(DATA EXCERPTS begins)
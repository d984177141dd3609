use async_trait::async_trait;
use chrono::Utc;
use log::{debug, info};
use std::sync::Arc;

use super::{compute_entitlement, CapitalRaiseAnnouncement, CapitalRaiseServiceTrait};
use crate::errors::Result;
use crate::event_log::{ActionType, EventLogRepositoryTrait, SecurityChangeEvent};
use crate::holdings::HoldingsServiceTrait;
use crate::securities::{require_security, right_of, SecurityKind, SecurityRegistryTrait};
use crate::utils::PortfolioLocks;

pub struct CapitalRaiseService {
    event_log: Arc<dyn EventLogRepositoryTrait>,
    holdings_service: Arc<dyn HoldingsServiceTrait>,
    securities: Arc<dyn SecurityRegistryTrait>,
    locks: Arc<PortfolioLocks>,
}

impl CapitalRaiseService {
    pub fn new(
        event_log: Arc<dyn EventLogRepositoryTrait>,
        holdings_service: Arc<dyn HoldingsServiceTrait>,
        securities: Arc<dyn SecurityRegistryTrait>,
        locks: Arc<PortfolioLocks>,
    ) -> Self {
        Self {
            event_log,
            holdings_service,
            securities,
            locks,
        }
    }
}

#[async_trait]
impl CapitalRaiseServiceTrait for CapitalRaiseService {
    async fn process_announcement(
        &self,
        announcement: CapitalRaiseAnnouncement,
    ) -> Result<Vec<SecurityChangeEvent>> {
        announcement.validate()?;
        let stock = require_security(
            self.securities.as_ref(),
            &announcement.symbol,
            SecurityKind::Stock,
        )?;
        let right = require_security(
            self.securities.as_ref(),
            &right_of(&stock.symbol),
            SecurityKind::Right,
        )?;

        let portfolio_ids = self.event_log.list_portfolio_ids()?;
        // Holders must not trade while their entitlement is being computed.
        let _guards = self.locks.lock_many(&portfolio_ids).await;

        let granted_at = Utc::now();
        let mut grants = Vec::new();
        for portfolio_id in &portfolio_ids {
            let held = self
                .holdings_service
                .current_holdings(portfolio_id)?
                .volume_of(&stock.symbol);
            if held <= 0 {
                continue;
            }
            let entitlement = compute_entitlement(held, announcement.per_share_ratio)?;
            if entitlement == 0 {
                debug!(
                    "Portfolio {} holds {} {} but is entitled to no rights",
                    portfolio_id, held, stock.symbol
                );
                continue;
            }
            grants.push(
                SecurityChangeEvent::new(
                    portfolio_id.as_str(),
                    &right.symbol,
                    entitlement,
                    ActionType::CapitalRaise,
                )?
                .at(granted_at)
                .with_action_ref(announcement.reference.clone()),
            );
        }

        if grants.is_empty() {
            info!(
                "Capital raise on {} at {} granted no rights",
                stock.symbol, announcement.per_share_ratio
            );
            return Ok(grants);
        }

        let appended = self.event_log.append_all(grants).await?;
        info!(
            "Capital raise on {} at {} granted {} to {} portfolios",
            stock.symbol,
            announcement.per_share_ratio,
            right.symbol,
            appended.len()
        );
        Ok(appended)
    }
}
(DATA EXCERPTS ends)
- _WHAT IS NEEDED_: All lines carrying the word "SecurityRegistryTrait" must be copied from the data above.

- _REPLY TO THE TASK_:
use crate::securities::{require_security, right_of, SecurityKind, SecurityRegistryTrait};
    securities: Arc<dyn SecurityRegistryTrait>,
        securities: Arc<dyn SecurityRegistryTrait>,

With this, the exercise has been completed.